How can you dislike a film like that, especially if it's made with the extreme fluency and technical expertise Lelouch usually displays? Yet how can you feel anything more deeply for it than casual amusement, even if its creator obviously wants you to?
Lelouch is a marvelous visual stylist. He shoots ultra-romantic movie fantasies as if they were cinema verite docudramas, and his effortless style imparts a whiff of realism that the stories can't always support. Still, there's something affectionately exhilarating about his best films, something that beguiles us and pulls us in, sometimes despite our better judgment. "Ladies and Gentlemen" is no exception.
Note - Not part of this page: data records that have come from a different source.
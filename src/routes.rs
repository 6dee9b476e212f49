// src/routes.rs

use axum::{Router, http::Method, middleware, routing::get};
use tower_http::{
    cors::{AllowOrigin, CorsLayer},
    trace::TraceLayer,
};

use crate::{handlers::leaderboard, state::AppState, utils::jwt::session_middleware};

/// Assembles the main application router.
///
/// * Leaderboard routes resolve the caller's session from the bearer token.
/// * Applies global middleware (Trace, CORS).
pub fn create_router(state: AppState) -> Router {
    let origin = state.config.public_origin.clone();
    let cors = CorsLayer::new()
        .allow_origin(AllowOrigin::predicate(move |value, _| {
            value.as_bytes() == origin.as_bytes()
        }))
        .allow_methods([Method::GET])
        .allow_headers([
            axum::http::header::AUTHORIZATION,
            axum::http::header::CONTENT_TYPE,
        ]);

    let leaderboard_routes = Router::new()
        .route("/", get(leaderboard::get_leaderboard))
        .route_layer(middleware::from_fn_with_state(
            state.clone(),
            session_middleware,
        ))
        .route("/share", get(leaderboard::get_share_message));

    Router::new()
        .nest("/api/leaderboard", leaderboard_routes)
        // Global Middleware (applied from outside in)
        .layer(TraceLayer::new_for_http())
        .layer(cors)
        .with_state(state)
}
// src/models/participant.rs

use chrono::{DateTime, Utc};
use serde::Serialize;

use crate::utils::jwt::Claims;

/// The signed-in user the leaderboard is rendered for.
#[derive(Debug, Clone, PartialEq, Eq)]
pub struct Session {
    /// Matched against `QuizResultDocument::user_id`.
    pub uid: String,
    pub display_name: Option<String>,
    pub email: Option<String>,
    pub photo_url: Option<String>,
}

impl Session {
    pub fn new(uid: impl Into<String>) -> Self {
        Self {
            uid: uid.into(),
            display_name: None,
            email: None,
            photo_url: None,
        }
    }
}

impl From<Claims> for Session {
    fn from(claims: Claims) -> Self {
        Self {
            uid: claims.sub,
            display_name: claims.name,
            email: claims.email,
            photo_url: claims.picture,
        }
    }
}

/// A normalized, rankable quiz result.
#[derive(Debug, Clone, Serialize)]
pub struct ParticipantRecord {
    pub id: String,
    pub name: String,

    /// Percentage in 0..=100.
    pub score: u32,
    pub raw_score: u64,
    pub total_questions: u64,
    pub elapsed_seconds: u64,
    pub completed_at: DateTime<Utc>,
    pub quiz_title: String,

    /// 1-based position in the full population. Zero until ranked.
    pub rank: usize,
    pub is_self: bool,
}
Seemingly the whole world (including the 1966 Cannes Festival jury and that year's Oscar voters for best foreign-language film) loved Lelouch's "A Man and a Woman," the dreamy tale of a race driver (Jean-Louis Trintignant) and a model (Anouk Aimee) who were meant for each other. After four decades, that film's suave schmaltz and effervescent imagery can still hook you. "And Now Ladies and Gentlemen" is made in much the same vein as Lelouch's earlier world hit - as well as his "And Now My Love," "Live for Life" and "Another Man, Another Chance." It's about the love affair of an elegant jewel thief, Irons' Valentin Valentin, and a troubled chanteuse, Kaas' Jane Lester - two kindred spirits in London and Paris who haven't met but begin suffering blackouts early in the movie, then finally cross paths after amnesia overtakes them both in Fez, Morocco.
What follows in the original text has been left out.